A Difficult Decision

​Smith and Spady first learned about postmortem donations when a father brought up the possibility in a thread on the discussion group. At the time, DNA sequencing technology was becoming more sophisticated, with the ability to more thoroughly probe tumors for potential cancer-causing mutations.

But researchers had limited access to the brain tumor tissue of children with DIPG. They knew little about the biology of the disease. “It was really this black box,” says Michelle Monje, a pediatric neuro-oncologist at Stanford University in California who has studied DIPG since 2008.

At the time, doctors were using experimental treatments that were just entering clinical testing for adult glioma on children with DIPG “under the assumption that DIPG was similar, just located in a different spot,” says Katherine Warren, clinical director for pediatric neuro-oncology at Dana-Farber Cancer Institute and Boston Children’s Hospital. Warren led the NIH study that Caleb and Andrew were signed up to participate in before she joined Dana-Farber. But later research would show that DIPG was molecularly distinct from adult gliomas, a realization made possible, in part, because of parents’ and children’s willingness to make postmortem brain tumor tissue donations.

Still, the idea of removing a child’s brain after death was initially “horrifying to me,” Smith says. “But I understood there was no other way for researchers to look at the tumor.” Through the online forum, Smith and Spady found stories of other families who had donated tumor tissue to a handful of places such as the NIH and St.
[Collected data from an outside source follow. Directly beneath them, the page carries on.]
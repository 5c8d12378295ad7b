use std::collections::HashMap;

use ndarray::Array1;
use rand::SeedableRng;
use rand::rngs::SmallRng;

use crate::error::{EnvError, PnpscResult};
use crate::gym::{CostChange, EnvConfig, EnvStatus, L1Cost, Observation, Reward, StepMode};
use crate::net::{NetModel, PlayerId};
use crate::vec::engine::VectorizedEngine;

/// Number of rollout rows used to estimate a mean-reward baseline
/// (`spec.md` §4.D). 10 000 matches the source's `_eval_strategy` default;
/// a full per-step baseline is cheaper at a smaller sample.
const DEFAULT_ROLLOUT_ROWS: usize = 256;

/// The advantage-form single-step environment of `spec.md` §4.D: reward is
/// the change in mean terminal reward (estimated by [`VectorizedEngine`])
/// caused by the step, minus the primary player's rate-change cost. Shares
/// [`Observation`]/[`Reward`]/[`EnvStatus`] with [`crate::gym::Environment`]
/// so callers can swap one for the other.
pub struct AdvantageEnvironment {
    net: NetModel,
    engine: VectorizedEngine,
    primary: PlayerId,
    marking: Array1<f64>,
    rates: Array1<f64>,
    config: EnvConfig,
    cost_change: Box<dyn CostChange>,
    rollout_rows: usize,
    seed: u64,
    calls: u64,
    last_mean_reward: Option<f64>,
    status: EnvStatus,
    /// Precomputed `(transition, rate)` pairs from
    /// [`crate::vec::estimate_opponent_strategy`], baked into `rates`
    /// instead of calling opponent agents inside the hot rollout loop
    /// (`spec.md` §4.D "Opponent strategy approximation").
    opponent_rates: Vec<(usize, f64)>,
}

impl AdvantageEnvironment {
    pub fn new(net: NetModel, primary: &str, config: EnvConfig, seed: u64) -> PnpscResult<Self> {
        let primary_id = net
            .player_id(primary)
            .ok_or_else(|| EnvError::UnknownPlayer(primary.to_string()))?;
        let engine = VectorizedEngine::from_net(&net);
        let marking = Array1::from_vec(net.initial_marking().to_vec());
        let rates = Array1::from_vec(net.initial_rates());
        Ok(Self {
            net,
            engine,
            primary: primary_id,
            marking,
            rates,
            config,
            cost_change: Box::new(L1Cost::default()),
            rollout_rows: DEFAULT_ROLLOUT_ROWS,
            seed,
            calls: 0,
            last_mean_reward: None,
            status: EnvStatus::Ready,
            opponent_rates: Vec::new(),
        })
    }

    pub fn with_cost_change(mut self, cost_change: impl CostChange + 'static) -> Self {
        self.cost_change = Box::new(cost_change);
        self
    }

    pub fn with_rollout_rows(mut self, rows: usize) -> Self {
        self.rollout_rows = rows;
        self
    }

    /// Bakes a precomputed opponent strategy (the output of
    /// [`crate::vec::estimate_opponent_strategy`]) into the rollout's rate
    /// vector. Unknown transition names are ignored. `spec.md` §4.D:
    /// "During rollouts these rates replace the opponent's entries in `r`."
    pub fn with_opponent_strategy(mut self, strategy: &HashMap<String, f64>) -> Self {
        self.opponent_rates = strategy
            .iter()
            .filter_map(|(name, &rate)| self.net.transition_index(name).map(|t| (t, rate)))
            .collect();
        self
    }

    pub fn status(&self) -> EnvStatus {
        self.status
    }

    fn rollout_seed(&mut self) -> u64 {
        self.calls += 1;
        self.seed.wrapping_add(self.calls)
    }

    fn mean_reward(&mut self) -> f64 {
        let goal = self.net.goal_places(self.primary).to_vec();
        let end = self.net.end_places(self.primary).to_vec();
        let seed = self.rollout_seed();
        let opponent_rates =
            (!self.opponent_rates.is_empty()).then_some(self.opponent_rates.as_slice());
        self.engine.rollout_mean_reward(
            self.marking.as_slice().expect("contiguous"),
            self.rates.as_slice().expect("contiguous"),
            &goal,
            &end,
            self.rollout_rows,
            seed,
            opponent_rates,
        )
    }

    pub fn observation(&self) -> Observation {
        let visible = self
            .net
            .visible_places(self.primary)
            .iter()
            .map(|&p| self.marking[p])
            .collect();
        let rates = self
            .net
            .controlled_rates(self.primary)
            .iter()
            .map(|&t| self.rates[t])
            .collect();
        Observation::new(visible, rates)
    }

    pub fn reset(&mut self) -> Observation {
        self.marking = Array1::from_vec(self.net.initial_marking().to_vec());
        self.rates = Array1::from_vec(self.net.initial_rates());
        self.last_mean_reward = None;
        self.status = EnvStatus::Running;
        self.observation()
    }

    fn apply_rates(&mut self, player: PlayerId, action: &[f64]) -> PnpscResult<f64> {
        let controlled: Vec<usize> = self.net.controlled_rates(player).to_vec();
        if action.len() != controlled.len() {
            return Err(EnvError::ActionLengthMismatch {
                player: self.net.player_name(player).to_string(),
                expected: controlled.len(),
                given: action.len(),
            }
            .into());
        }
        let clipped: Vec<f64> = action
            .iter()
            .map(|&r| r.clamp(0.0, self.config.max_rate))
            .collect();
        let old: Vec<f64> = controlled.iter().map(|&t| self.rates[t]).collect();
        let cost = self.cost_change.cost(&clipped, &old);
        for (&t, &r) in controlled.iter().zip(&clipped) {
            self.rates[t] = r;
        }
        Ok(cost)
    }

    /// Sequences exactly as `original_source/.../pnpsc_vec_env.py::step`:
    /// apply the primary player's action and charge its cost, optionally
    /// advance the engine by one firing — baking any precomputed opponent
    /// strategy into `rates` rather than calling an agent — then fold in the
    /// change to the mean-reward baseline (or, if this step ended the
    /// episode, subtract the outstanding baseline).
    pub fn step(
        &mut self,
        action: Option<&[f64]>,
        mode: StepMode,
    ) -> PnpscResult<(Observation, Reward, bool)> {
        if self.status != EnvStatus::Running {
            return Ok((self.observation(), Reward(0.0), true));
        }
        if self.last_mean_reward.is_none() {
            self.last_mean_reward = Some(self.mean_reward());
        }

        let mut reward = match action {
            Some(action) => -self.apply_rates(self.primary, action)?,
            None => 0.0,
        };

        let mut done = false;
        if mode == StepMode::Full {
            let mut rng = SmallRng::seed_from_u64(self.rollout_seed());
            let opponent_rates =
                (!self.opponent_rates.is_empty()).then_some(self.opponent_rates.as_slice());
            let outcome = self.engine.step_single(
                &mut self.marking,
                &mut self.rates,
                opponent_rates,
                &mut rng,
            );
            done = outcome.done;

            let goal_hit = self
                .net
                .goal_places(self.primary)
                .iter()
                .any(|&p| self.marking[p] > 0.0);
            let end_hit = self
                .net
                .end_places(self.primary)
                .iter()
                .any(|&p| self.marking[p] > 0.0);
            if goal_hit {
                reward += 100.0;
                done = true;
            }
            if end_hit {
                done = true;
            }
        }

        if done {
            reward -= self.last_mean_reward.unwrap_or(0.0);
            self.status = EnvStatus::Done;
        } else {
            let current = self.mean_reward();
            reward += current - self.last_mean_reward.unwrap_or(0.0);
            self.last_mean_reward = Some(current);
        }

        Ok((self.observation(), Reward(reward), done))
    }
}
Jude Children’s Research Hospital in Memphis, Tennessee. The more they learned, the more they became convinced that DIPG research could not move forward without patient tissue.
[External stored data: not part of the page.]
use rand::rngs::SmallRng;
use tracing::debug;

use crate::agent::Agent;
use crate::error::{EnvError, PnpscResult};
use crate::gym::cost::{CostChange, L1Cost};
use crate::gym::observation::Observation;
use crate::net::{NetModel, PlayerId};
use crate::simulator::{SimConfig, Simulator};

/// Bounds used to build the observation/action space (`spec.md` §6):
/// visible markings lie in `[0, max_tokens]`, controlled rates in
/// `[0, max_rate]`.
#[derive(Debug, Clone, Copy)]
pub struct EnvConfig {
    pub max_tokens: f64,
    pub max_rate: f64,
}

impl Default for EnvConfig {
    fn default() -> Self {
        Self {
            max_tokens: 10.0,
            max_rate: 10.0,
        }
    }
}

/// Lifecycle status of the scalar environment. A PNPSC run is a single
/// episode to completion, simpler than a multi-episode market backtest:
/// `Ready` → `reset()` → `Running` → (`step()` …) → `Done`.
#[derive(Debug, Clone, Copy, PartialEq, Eq, strum::Display)]
pub enum EnvStatus {
    Ready,
    Running,
    Done,
}

impl EnvStatus {
    pub fn is_done(&self) -> bool {
        matches!(self, Self::Done)
    }
}

/// Whether `step` advances the simulator after applying the primary
/// player's action, or only records the rate change (`spec.md` §4.C
/// "A `step_sim=false` mode").
#[derive(Debug, Clone, Copy, PartialEq, Eq)]
pub enum StepMode {
    Full,
    HoldSimulator,
}

/// A reward: continuous cost deltas plus the `+100` goal bonus
/// (`spec.md` §4.C), hence `f64` rather than the integer-cents `Reward`
/// newtype a trading environment would use.
#[derive(Debug, Clone, Copy, PartialEq, PartialOrd)]
pub struct Reward(pub f64);

crate::impl_from_primitive!(Reward, f64);
crate::impl_add_sub_mul_div_primitive!(Reward, f64);

/// Gym-shaped adapter over a [`Simulator`] (`spec.md` §4.C). Other players'
/// turns are driven by registered [`Agent`]s, applied in registration order
/// before the simulator advances.
pub struct Environment<R = SmallRng> {
    sim: Simulator<R>,
    primary: PlayerId,
    other_players: Vec<(PlayerId, Box<dyn Agent>)>,
    cost_change: Box<dyn CostChange>,
    config: EnvConfig,
    last_cost: f64,
    status: EnvStatus,
}

impl Environment<SmallRng> {
    pub fn seeded(
        net: NetModel,
        primary: &str,
        sim_config: SimConfig,
        config: EnvConfig,
        seed: u64,
    ) -> PnpscResult<Self> {
        let primary = net
            .player_id(primary)
            .ok_or_else(|| EnvError::UnknownPlayer(primary.to_string()))?;
        let sim = Simulator::seeded(net, sim_config, seed);
        Ok(Self::from_simulator(sim, primary, config))
    }
}

impl<R: rand::Rng> Environment<R> {
    pub fn from_simulator(sim: Simulator<R>, primary: PlayerId, config: EnvConfig) -> Self {
        Self {
            sim,
            primary,
            other_players: Vec::new(),
            cost_change: Box::new(L1Cost::default()),
            config,
            last_cost: 0.0,
            status: EnvStatus::Ready,
        }
    }

    pub fn with_cost_change(mut self, cost_change: impl CostChange + 'static) -> Self {
        self.cost_change = Box::new(cost_change);
        self
    }

    pub fn add_other_player(
        &mut self,
        player: &str,
        agent: impl Agent + 'static,
    ) -> PnpscResult<()> {
        let id = self
            .sim
            .net()
            .player_id(player)
            .ok_or_else(|| EnvError::UnknownPlayer(player.to_string()))?;
        self.other_players.push((id, Box::new(agent)));
        Ok(())
    }

    pub fn status(&self) -> EnvStatus {
        self.status
    }

    pub fn simulator(&self) -> &Simulator<R> {
        &self.sim
    }

    /// The observation for an arbitrary player, built from their precomputed
    /// visible-place and controlled-rate index arrays.
    pub fn observation_for(&self, player: PlayerId) -> Observation {
        let net = self.sim.net();
        let state = self.sim.state();
        let visible = net
            .visible_places(player)
            .iter()
            .map(|&p| state.marking_at(p))
            .collect();
        let rates = net
            .controlled_rates(player)
            .iter()
            .map(|&t| state.rates()[t])
            .collect();
        Observation::new(visible, rates)
    }

    fn is_terminal_for(&self, player: PlayerId) -> bool {
        let net = self.sim.net();
        let state = self.sim.state();
        let goal_hit = net
            .goal_places(player)
            .iter()
            .any(|&p| state.marking_at(p) > 0.0);
        let end_hit = net
            .end_places(player)
            .iter()
            .any(|&p| state.marking_at(p) > 0.0);
        self.sim.state().is_done() || goal_hit || end_hit
    }

    fn goal_bonus(&self, player: PlayerId) -> f64 {
        let net = self.sim.net();
        let state = self.sim.state();
        if net
            .goal_places(player)
            .iter()
            .any(|&p| state.marking_at(p) > 0.0)
        {
            100.0
        } else {
            0.0
        }
    }

    /// Restores the initial marking/base rates/zero costs and returns the
    /// primary player's first observation.
    pub fn reset(&mut self) -> Observation {
        self.sim.reset();
        self.last_cost = 0.0;
        self.status = EnvStatus::Running;
        self.observation_for(self.primary)
    }

    fn clip_action(&self, action: &[f64]) -> Vec<f64> {
        action
            .iter()
            .map(|&r| r.clamp(0.0, self.config.max_rate))
            .collect()
    }

    fn apply_action(&mut self, player: PlayerId, action: &[f64]) -> PnpscResult<f64> {
        let net = self.sim.net();
        let controlled: Vec<usize> = net.controlled_rates(player).to_vec();
        if action.len() != controlled.len() {
            return Err(EnvError::ActionLengthMismatch {
                player: net.player_name(player).to_string(),
                expected: controlled.len(),
                given: action.len(),
            }
            .into());
        }
        let clipped = self.clip_action(action);
        let old_rates: Vec<f64> = controlled
            .iter()
            .map(|&t| self.sim.state().rates()[t])
            .collect();
        let cost = self.cost_change.cost(&clipped, &old_rates);

        let names: Vec<String> = controlled
            .iter()
            .map(|&t| net.transition_name(t).to_string())
            .collect();
        let changes: Vec<(&str, f64)> = names
            .iter()
            .map(String::as_str)
            .zip(clipped.iter().copied())
            .collect();
        self.sim.update_rates(&changes)?;
        self.sim.state.add_cost(player, cost);
        Ok(cost)
    }

    /// Runs the standard gym step sequencing (`spec.md` §4.C):
    /// 1. clip + apply the primary player's action and charge its cost;
    /// 2. let each other player act and apply their action;
    /// 3. advance the simulator by one firing (unless `mode` holds it);
    /// 4. build the primary player's observation/reward/done.
    pub fn step(
        &mut self,
        action: Option<&[f64]>,
        mode: StepMode,
    ) -> PnpscResult<(Observation, Reward, bool)> {
        if self.status != EnvStatus::Running {
            // spec.md §7 (iii): a step after done is a no-op.
            return Ok((self.observation_for(self.primary), Reward(0.0), true));
        }

        if let Some(action) = action {
            self.apply_action(self.primary, action)?;
        }

        if mode == StepMode::Full {
            for i in 0..self.other_players.len() {
                let (player, _) = self.other_players[i];
                let obs = self.observation_for(player);
                let action = self.other_players[i].1.act(&obs);
                self.apply_action(player, &action)?;
            }
            self.sim.step();
        }

        let cost_now = self.sim.player_cost(self.primary);
        let mut reward = -(cost_now - self.last_cost);
        self.last_cost = cost_now;

        let done = self.is_terminal_for(self.primary);
        if done {
            reward += self.goal_bonus(self.primary);
            self.status = EnvStatus::Done;
            debug!(status = %self.status, reward, "episode finished");
        }

        Ok((self.observation_for(self.primary), Reward(reward), done))
    }

    /// Steps with no action until `done`, summing reward (`spec.md` §4.C
    /// "Run-to-completion").
    pub fn run_until_complete(&mut self) -> PnpscResult<Reward> {
        let mut total = Reward(0.0);
        loop {
            let (_, reward, done) = self.step(None, StepMode::Full)?;
            total = total + reward;
            if done {
                break;
            }
        }
        Ok(total)
    }
}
They asked their sons’ oncologists about the options and talked it over with their boys. Spady recalls a conversation in the summer of 2009 with 11-year-old Caleb as he neared his final days. “We were sitting on the couch or something, and he said, ‘If I die, can we send my brain to Dr. Warren so she can study it so maybe other kids won’t have to go through this?’”

That same summer, Smith read a moving story about Dylan Jewett, a 5-year-old boy whose DIPG was extremely aggressive. His parents decided to forgo treatment for their son and asked if they could offer Dylan’s brain to research when he died. In 2011, Monje and her colleagues used Dylan’s brain tissue to develop DIPG cell lines, the first to be reported in the literature.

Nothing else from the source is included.